//! Entity snapshot stores
//!
//! Each store owns the last-known-good snapshot of one backend
//! collection. Nothing is ever mutated in place: every successful fetch
//! or mutation produces a full replacement, so concurrent writers cannot
//! produce a torn read - the last completed write wins.

use std::sync::Arc;
use tokio::sync::RwLock;

use costwatch_api::{Alert, Check, DataSource};

/// Entities addressable by their server-assigned id.
pub trait Keyed {
    /// The entity's id.
    fn key(&self) -> &str;
}

impl Keyed for Check {
    fn key(&self) -> &str {
        &self.id
    }
}

impl Keyed for Alert {
    fn key(&self) -> &str {
        &self.id
    }
}

impl Keyed for DataSource {
    fn key(&self) -> &str {
        &self.id
    }
}

/// Last-known-good snapshot of one entity collection.
///
/// Cheap to clone; all handles share the same snapshot.
#[derive(Debug)]
pub struct EntityStore<T> {
    inner: Arc<RwLock<Vec<T>>>,
}

impl<T> Clone for EntityStore<T> {
    fn clone(&self) -> Self {
        Self {
            inner: Arc::clone(&self.inner),
        }
    }
}

impl<T> Default for EntityStore<T> {
    fn default() -> Self {
        Self {
            inner: Arc::new(RwLock::new(Vec::new())),
        }
    }
}

impl<T: Clone> EntityStore<T> {
    /// Create an empty store.
    #[inline]
    #[must_use]
    pub fn new() -> Self {
        Self::default()
    }

    /// Replace the snapshot wholesale.
    pub async fn replace(&self, items: Vec<T>) {
        let mut guard = self.inner.write().await;
        *guard = items;
    }

    /// Clone of the current snapshot.
    #[must_use]
    pub async fn snapshot(&self) -> Vec<T> {
        self.inner.read().await.clone()
    }

    #[must_use]
    pub async fn len(&self) -> usize {
        self.inner.read().await.len()
    }

    #[must_use]
    pub async fn is_empty(&self) -> bool {
        self.inner.read().await.is_empty()
    }
}

impl<T: Clone + Keyed> EntityStore<T> {
    /// Find an entity by id in the current snapshot.
    #[must_use]
    pub async fn find(&self, id: &str) -> Option<T> {
        self.inner.read().await.iter().find(|e| e.key() == id).cloned()
    }
}

/// The three snapshots this client maintains.
#[derive(Debug, Clone, Default)]
pub struct Stores {
    pub checks: EntityStore<Check>,
    pub alerts: EntityStore<Alert>,
    pub sources: EntityStore<DataSource>,
}

impl Stores {
    /// Create three empty stores.
    #[inline]
    #[must_use]
    pub fn new() -> Self {
        Self::default()
    }
}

# # # # #

# [TASK DETAILS]
Which lines above hold the word "struct"? Copy each of them.

# [PROBLEM SOLUTION]
pub struct EntityStore<T> {
pub struct Stores {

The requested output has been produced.